Noël

Auteur: Cochinaux Philippe
Temps liturgique: Temps de Noël
Année liturgique : A, B, C
Année: 1998-1999

Il y a quand même quelque chose de bien mystérieux dans cette fête de Noël que nous célébrons cette nuit. Tout aussi mystérieux que le mystère de ce Dieu qui s'est fait homme. Dans notre pays, et ce quelle que soit l'intensité de notre foi, nous fêtons Noël. Noël, fête de l'habillement, par excellence. Nous nous mettons sur notre 31 comme aux grandes occasions et nous allons même jusqu'à habiller notre maison : sapin, décoration intérieure et extérieure. Tout est là pour nous permettre de vivre une belle fête. Même si, c'est vrai, chez nous, nous n'allons pas, comme en Suède, jusqu'à changer les tentures et les cadres pour transformer complètement la pièce dans laquelle chaque famille célébrera ce moment tant attendu pour les uns, redouté pour les autres. Il y a vraiment quelque chose de merveilleux dans ce que nous vivons pour l'instant. De plus, au delà de l'habillement, Noël est aussi la fête de l'eau dans son vin et ce, même si notre réveillon a été bien arrosé. Chacune et chacun, nous faisons un effort pour que joie et paix règnent lors des différentes rencontres. Deux mille ans après cette naissance qui va complètement transformer notre humanité, il y a toujours du magique dans cette fête.

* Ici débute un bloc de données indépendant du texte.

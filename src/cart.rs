//! # Cart
//!
//! A cart is an ordered list of [`CartLine`]s. Quantity and unit are carried
//! through to the report; pricing does not scale with them.

use std::fmt;

use crate::error::{Result, SourcingError};

/// A numeric magnitude with an optional unit label, e.g. `200 g` or `3`.
#[derive(Debug, Clone, PartialEq)]
pub struct Quantity {
    pub amount: f64,
    pub unit: Option<String>,
}

impl Quantity {
    pub fn new(amount: f64, unit: Option<String>) -> Self {
        Self { amount, unit }
    }

    /// Splits a quantity string into its leading decimal magnitude and the
    /// trailing unit label.
    ///
    /// Whitespace between the two is optional and a decimal comma is accepted.
    /// A string with no leading number is rejected.
    ///
    /// ```rust
    /// use sourcing::cart::Quantity;
    ///
    /// let q = Quantity::parse("200g").unwrap();
    /// assert_eq!(q.amount, 200.0);
    /// assert_eq!(q.unit.as_deref(), Some("g"));
    ///
    /// let q = Quantity::parse(" 1,5 kg ").unwrap();
    /// assert_eq!(q.amount, 1.5);
    /// assert_eq!(q.unit.as_deref(), Some("kg"));
    ///
    /// assert!(Quantity::parse("kg").is_none());
    /// ```
    pub fn parse(text: &str) -> Option<Self> {
        let text = text.trim();

        let mut end = 0;
        let mut seen_separator = false;
        for (idx, ch) in text.char_indices() {
            if ch.is_ascii_digit() {
                end = idx + 1;
            } else if (ch == '.' || ch == ',') && !seen_separator && end == idx && idx > 0 {
                seen_separator = true;
            } else {
                break;
            }
        }

        if end == 0 {
            return None;
        }

        let amount: f64 = text[..end].replace(',', ".").parse().ok()?;
        let unit = text[end..].trim();
        let unit = (!unit.is_empty()).then(|| unit.to_string());

        Some(Self { amount, unit })
    }
}

impl fmt::Display for Quantity {
    fn fmt(&self, f: &mut fmt::Formatter<'_>) -> fmt::Result {
        match &self.unit {
            Some(unit) => write!(f, "{} {}", self.amount, unit),
            None => write!(f, "{}", self.amount),
        }
    }
}

/// One requested product entry of the cart.
#[derive(Debug, Clone, PartialEq)]
pub struct CartLine {
    product: String,
    quantity: Quantity,
}

impl CartLine {
    /// Creates a cart line, rejecting empty product names and negative or
    /// non-finite quantities.
    pub fn new(product: impl Into<String>, quantity: Quantity) -> Result<Self> {
        let product = product.into().trim().to_string();
        if product.is_empty() {
            return Err(SourcingError::InvalidCartLine(
                "Product name cannot be empty".to_string(),
            ));
        }
        if !quantity.amount.is_finite() || quantity.amount < 0.0 {
            return Err(SourcingError::InvalidCartLine(format!(
                "Quantity for '{}' must be a non-negative number, got {}",
                product, quantity.amount
            )));
        }

        Ok(Self { product, quantity })
    }

    /// Cart line for a single unit-less item.
    pub fn single(product: impl Into<String>) -> Result<Self> {
        Self::new(product, Quantity::new(1.0, None))
    }

    pub fn product(&self) -> &str {
        &self.product
    }

    pub fn quantity(&self) -> &Quantity {
        &self.quantity
    }
}

#[cfg(test)]
mod tests {
    use super::*;

    #[test]
    fn test_parse_with_space() {
        let q = Quantity::parse("200 g").unwrap();
        assert_eq!(q, Quantity::new(200.0, Some("g".to_string())));
    }

    #[test]
    fn test_parse_decimal_point() {
        let q = Quantity::parse("0.5kg").unwrap();
        assert_eq!(q, Quantity::new(0.5, Some("kg".to_string())));
    }

    #[test]
    fn test_parse_without_unit() {
        let q = Quantity::parse("3").unwrap();
        assert_eq!(q, Quantity::new(3.0, None));
    }

    #[test]
    fn test_parse_trailing_separator_belongs_to_unit() {
        let q = Quantity::parse("2.un").unwrap();
        assert_eq!(q, Quantity::new(2.0, Some(".un".to_string())));
    }

    #[test]
    fn test_parse_rejects_missing_number() {
        assert!(Quantity::parse("").is_none());
        assert!(Quantity::parse("un").is_none());
        assert!(Quantity::parse(".5 kg").is_none());
    }

    #[test]
    fn test_display() {
        assert_eq!(Quantity::new(1.5, Some("kg".into())).to_string(), "1.5 kg");
        assert_eq!(Quantity::new(2.0, None).to_string(), "2");
    }

    #[test]
    fn test_cart_line_validation() {
        assert!(CartLine::single("  ").is_err());
        assert!(CartLine::new("milk", Quantity::new(-1.0, None)).is_err());
        assert!(CartLine::new("milk", Quantity::new(f64::NAN, None)).is_err());

        let line = CartLine::single(" milk ").unwrap();
        assert_eq!(line.product(), "milk");
        assert_eq!(line.quantity().amount, 1.0);
    }
}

Oui, Noël est alors bien la fête d'une émotion. Une émotion qui nous fait remonter aux sources de nos racines les plus profondes. Elle est la première étoile dans notre ciel intérieur. Elle commence là - et se pose dans les tréfonds de nos silences les plus cachés. L'émotion est invisible en ses débuts, indiscernable dans nos visages. D'abord nous ne voyons rien. Nous sentons qu'elle naît en nous, c'est tout. Elle avance par elle-même, vers son propre couronnement : cette quête inlassable du bonheur. L'émotion passe comme une pluie de lumière au jardin. Elle laisse en nous une solitude toute fraîche, une connaissance calme. Elle est en nous comme une lumière douce dans les fins de l'été, à la tombée de l'enfance. Elle éclaire ce que nous aimons mais sans toucher à notre ombre. Elle effleure tout le champ de l'invisible des sentiments. Oui, les émotions donnent vraiment sens à nos vies, tout en les rendant elles-mêmes insensées puisque nous ne pouvons y graver les mots de notre ressenti, de notre émerveillement. Et c'est cet émerveillement qui crée en nous un appel d'air. L'éternel s'y engouffre à la vitesse de la lumière et dans un espace soudain vidé de tout.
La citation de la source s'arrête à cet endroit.